Now, don’t misunderstand what I’m saying. There are boundaries to everything, and there are priorities. We should not be forsaking our families attention for that of others. We do not put our families on hold so that we can attempt to “save the world”. However, we should be able to balance our families and others who maybe don’t know what it means to not be selfish. Even the example of serving our families can be seen by others. When I was in College, one of our classes required us to read a book called, Give A Man A Fish and He Will Eat For A Day, Teach A Man To Fish and He Will Eat For A LifeTime. A concept we have long forgotten.
As I ponder this week how I may assist in showing that which I know to be good stewardship to all those I encounter, I consider also what it means to be content. Content with this life on this earth. Contentment with illness, with family, with friends, with volunteering my time and with contentment in all things. I hope that you too will consider where our society is today and the culture that is vastly becoming all of our reality. How can we play a part in transforming just one person from being a “me” thinking individual to being a “difference maker”.
(I personally would like to have my own class…6 weeks in teaching others how to go beyond themselves in behavior and in thought.) ha ha ha
ESV — 1 Timothy 6:1-10
6 Let all who are under a yoke as bondservants1 regard their own masters as worthy of all honor, so that the name of God and the teaching may not be reviled. 2 Those who have believing masters must not be disrespectful on the ground that they are brothers; rather they must serve all the better since those who benefit by their good service are believers and beloved.

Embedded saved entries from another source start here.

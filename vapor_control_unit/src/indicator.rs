//! Status beacon resolution.
//!
//! A single RGB beacon summarises the rig state. One colour ladder,
//! highest priority first:
//!
//! | Condition                        | Colour | Pattern    |
//! |----------------------------------|--------|------------|
//! | ESD active                       | red    | solid      |
//! | ESD recovering                   | red    | blink slow |
//! | Any channel at emergency         | red    | solid      |
//! | Any channel in warning           | amber  | solid      |
//! | Mode-toggle animation            | accent | solid      |
//! | Recovery / Preheat               | cyan   | solid      |
//! | Flow corridor A                  | green  | blink fast |
//! | Flow corridor B                  | green  | solid      |
//! | Otherwise                        | green  | solid      |
//!
//! `Esd(ReadyForReset)` deliberately falls through the ESD rows so the
//! beacon can report the plant as healthy while the press waits.
//!
//! The toggle animation runs for a fixed number of ticks, alternating
//! the new mode's accent colour with green. Safety rows above it still
//! win the beacon, but the animation keeps aging underneath so it can
//! never wedge the display.

use vapor_common::io::{IndicatorCommand, IndicatorPattern, Rgb};
use vapor_common::state::{EsdPhase, FlowState, OperatingMode, SystemMode};

use crate::state::safety::SafetyAssessment;

// ─── Palette ─────────────────────────────────────────────────────────────

/// Healthy / corridor colour.
pub const GREEN: Rgb = Rgb::new(0, 160, 0);
/// Emergency and ESD colour.
pub const RED: Rgb = Rgb::new(200, 0, 0);
/// Warning colour.
pub const AMBER: Rgb = Rgb::new(200, 140, 0);
/// Recovery / Preheat colour.
pub const CYAN: Rgb = Rgb::new(0, 255, 255);
/// Pressure-mode accent.
pub const WHITE: Rgb = Rgb::new(255, 255, 255);
/// Temperature-mode accent.
pub const BLUE: Rgb = Rgb::new(0, 120, 200);

/// Length of the mode-toggle animation, in ticks.
pub const TOGGLE_ANIMATION_TICKS: u8 = 4;

// ─── Blink resolution ────────────────────────────────────────────────────

/// Resolve a pattern to an on/off level at a given tick.
///
/// Slow blink toggles every 5 ticks, fast blink every 2; at the default
/// 100 ms period that is 1 Hz and 2.5 Hz.
#[inline]
pub const fn blink_phase(pattern: IndicatorPattern, tick: u64) -> bool {
    match pattern {
        IndicatorPattern::Solid => true,
        IndicatorPattern::BlinkSlow => (tick / 5) % 2 == 0,
        IndicatorPattern::BlinkFast => (tick / 2) % 2 == 0,
    }
}

// ─── Driver ──────────────────────────────────────────────────────────────

/// Resolves the beacon command once per tick and owns the toggle
/// animation countdown.
#[derive(Debug)]
pub struct IndicatorDriver {
    animation_left: u8,
    animation_accent: Rgb,
}

impl IndicatorDriver {
    pub const fn new() -> Self {
        Self {
            animation_left: 0,
            animation_accent: WHITE,
        }
    }

    /// Arm the toggle animation for the mode just switched to.
    pub fn start_toggle_animation(&mut self, mode: OperatingMode) {
        self.animation_left = TOGGLE_ANIMATION_TICKS;
        self.animation_accent = match mode {
            OperatingMode::Pressure => WHITE,
            OperatingMode::Temperature => BLUE,
        };
    }

    /// Walk the colour ladder for this tick.
    pub fn render(
        &mut self,
        mode: SystemMode,
        assessment: &SafetyAssessment,
        flow: FlowState,
    ) -> IndicatorCommand {
        // Age the animation on every render, shown or not.
        let animation_frame = self.animation_left;
        if animation_frame > 0 {
            self.animation_left -= 1;
        }

        match mode {
            SystemMode::Esd(EsdPhase::Active) => return IndicatorCommand::solid(RED),
            SystemMode::Esd(EsdPhase::Recovering) => {
                return IndicatorCommand {
                    color: RED,
                    pattern: IndicatorPattern::BlinkSlow,
                };
            }
            // ReadyForReset reports through the ordinary ladder below.
            _ => {}
        }

        if assessment.any_emergency() {
            return IndicatorCommand::solid(RED);
        }
        if assessment.any_warning() {
            return IndicatorCommand::solid(AMBER);
        }

        if animation_frame > 0 {
            let color = if animation_frame % 2 == 0 {
                self.animation_accent
            } else {
                GREEN
            };
            return IndicatorCommand::solid(color);
        }

        if matches!(mode, SystemMode::Recovery | SystemMode::Preheat) {
            return IndicatorCommand::solid(CYAN);
        }

        match flow {
            FlowState::A => IndicatorCommand {
                color: GREEN,
                pattern: IndicatorPattern::BlinkFast,
            },
            FlowState::B | FlowState::None => IndicatorCommand::solid(GREEN),
        }
    }
}

impl Default for IndicatorDriver {
    fn default() -> Self {
        Self::new()
    }
}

False Teachers and True Contentment
Teach and urge these things. 3 If anyone teaches a different doctrine and does not agree with the sound 2 words of our Lord Jesus Christ and the teaching that accords with godliness, 4 he is puffed up with conceit and understands nothing. He has an unhealthy craving for controversy and for quarrels about words, which produce envy, dissension, slander, evil suspicions, 5 and constant friction among people who are depraved in mind and deprived of the truth, imagining that godliness is a means of gain. 6 But godliness with contentment is great gain, 7 for we brought nothing into the world, and3 we cannot take anything out of the world. 8 But if we have food and clothing, with these we will be content. 9 But those who desire to be rich fall into temptation, into a snare, into many senseless and harmful desires that plunge people into ruin and destruction. 10 For the love of money is a root of all kinds of evils. It is through this craving that some have wandered away from the faith and pierced themselves with many pangs.